This SKS is a Russian semi-automatic carbine, designed in 1945 by Sergei Gavrilovich Simonov. It is formally known as the Samozaryadniy Karabin sistemi Simonova(Self-loading Carbine, Simonov's system 1945), or SKS 45. It was originally planned to serve as the new standard issue weapon for the Soviet military forces, alongside Mikhail Kalashnikov's new AK-47 design and was set to replace the Mosin-Nagant series of bolt-action rifles and carbines that had been in service since 1891 and chambered for the expensive 7.62 x 54 mm round.

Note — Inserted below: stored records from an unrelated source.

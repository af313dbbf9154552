use thiserror::Error;

#[derive(Error, Debug)]
pub enum GatewayError {
    #[error("Invalid route table: {0}")]
    InvalidRouteTable(String),
}

impl From<GatewayError> for error_common::SignHexError {
    fn from(err: GatewayError) -> Self {
        Self::ConfigError(err.to_string())
    }
}

pub type Result<T> = std::result::Result<T, GatewayError>;
//! Command frames understood by the base station's BLE command characteristic.

use std::fmt;

use uuid::Uuid;

/// GATT characteristic that accepts [`CommandFrame`] writes.
pub const COMMAND_CHARACTERISTIC: Uuid = Uuid::from_u128(0x0000cb01_0000_1000_8000_00805f9b34fb);

pub const WAKE_NO_TIMEOUT: u16 = 0x1200;
pub const WAKE_DEFAULT_TIMEOUT: u16 = 0x1201;
pub const WAKE_EXPLICIT_TIMEOUT: u16 = 0x1202;

/// Station id addressing every base station in range. Only valid for wake-up.
pub const BROADCAST_STATION: u32 = 0xFFFF_FFFF;

/// Keep-alive timeout the station is refreshed with unless configured otherwise.
pub const DEFAULT_TIMEOUT_SECS: u16 = 30;

pub const FRAME_LEN: usize = 20;

#[derive(Debug, Clone, Copy, PartialEq, Eq, Hash)]
pub struct CommandFrame([u8; FRAME_LEN]);

impl CommandFrame {
    /// Wakes every station and lets it fall back to its own default timeout.
    pub fn wake_up() -> Self {
        encode(WAKE_DEFAULT_TIMEOUT, 0, BROADCAST_STATION)
    }

    /// Pushes the inactivity timeout of a single station `timeout_secs` into the future.
    pub fn refresh(timeout_secs: u16, station_id: u32) -> Self {
        encode(WAKE_EXPLICIT_TIMEOUT, timeout_secs, station_id)
    }

    pub fn as_bytes(&self) -> &[u8; FRAME_LEN] {
        &self.0
    }
}

/// Builds a frame: command id and timeout are big-endian, the station id is little-endian.
/// The mixed byte order is what the firmware expects.
pub fn encode(command_id: u16, timeout_secs: u16, station_id: u32) -> CommandFrame {
    let mut frame = [0; FRAME_LEN];

    frame[0..2].copy_from_slice(&command_id.to_be_bytes());
    frame[2..4].copy_from_slice(&timeout_secs.to_be_bytes());
    frame[4..8].copy_from_slice(&station_id.to_le_bytes());

    CommandFrame(frame)
}

impl fmt::Display for CommandFrame {
    fn fmt(&self, f: &mut fmt::Formatter<'_>) -> fmt::Result {
        for byte in self.0 {
            write!(f, "{byte:02x}")?;
        }

        Ok(())
    }
}

#[cfg(test)]
mod tests {
    use super::*;

    #[test]
    fn wake_up_matches_firmware_vector() {
        let frame = encode(0x1201, 0, 0xFFFF_FFFF);

        let mut expected = [0u8; FRAME_LEN];
        expected[..8].copy_from_slice(&[0x12, 0x01, 0x00, 0x00, 0xFF, 0xFF, 0xFF, 0xFF]);
        assert_eq!(frame.as_bytes(), &expected);
        assert_eq!(CommandFrame::wake_up(), frame);
    }

    #[test]
    fn refresh_matches_firmware_vector() {
        let frame = encode(0x1202, 30, 0x0000_0007);

        let mut expected = [0u8; FRAME_LEN];
        expected[..8].copy_from_slice(&[0x12, 0x02, 0x00, 0x1E, 0x07, 0x00, 0x00, 0x00]);
        assert_eq!(frame.as_bytes(), &expected);
        assert_eq!(CommandFrame::refresh(30, 7), frame);
    }

    #[test]
    fn fields_keep_their_byte_order() {
        let cases = [
            (0u16, 0u16, 0u32),
            (WAKE_NO_TIMEOUT, u16::MAX, 0x1234_5678),
            (u16::MAX, 1, u32::MAX),
            (0xABCD, 0x0102, 0xDEAD_BEEF),
        ];

        for (command, timeout, station) in cases {
            let bytes = encode(command, timeout, station).as_bytes().to_owned();

            assert_eq!(bytes.len(), FRAME_LEN);
            assert_eq!(u16::from_be_bytes([bytes[0], bytes[1]]), command);
            assert_eq!(u16::from_be_bytes([bytes[2], bytes[3]]), timeout);
            assert_eq!(u32::from_le_bytes([bytes[4], bytes[5], bytes[6], bytes[7]]), station);
            assert!(bytes[8..].iter().all(|&b| b == 0));
        }
    }

    #[test]
    fn encoding_is_deterministic() {
        assert_eq!(encode(0x1202, 45, 99), encode(0x1202, 45, 99));
    }

    #[test]
    fn displays_as_lowercase_hex() {
        assert_eq!(
            CommandFrame::refresh(30, 7).to_string(),
            "1202001e07000000000000000000000000000000"
        );
    }

    #[test]
    fn characteristic_uuid() {
        assert_eq!(
            COMMAND_CHARACTERISTIC.to_string(),
            "0000cb01-0000-1000-8000-00805f9b34fb"
        );
    }
}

As mass production of AK-47 rifles increased, the SKS carbine was soon phased out of first line service. The carbine was quickly replaced entirely by the AK-47, but remained in second-line service for decades afterwards, and remains a ceremonial arm even today. The SKS was widely exported and produced by the former Eastern Bloc nations, as well as China, where it was designated the "Type 56" (and, in modified form, the "Type 68"), East Germany as the "Karabiner S" and in North Korea as the "Type 63". It is popular today on the civilian surplus market in many countries. The SKS is chambered for the 7.62 x 39 mm round, an intermediate cartridge which went on to be used in the Kalashnikov-series weapon.
From the photograph on the right we can tell that this SKS was manufactured in 1951 at the Tula arsenal. If one looks closely, under the Tula arsenal marking(Star) a box with a diagonal line through it can be seen. This indicates that this SKS has been arsenal refurbished some time in its history.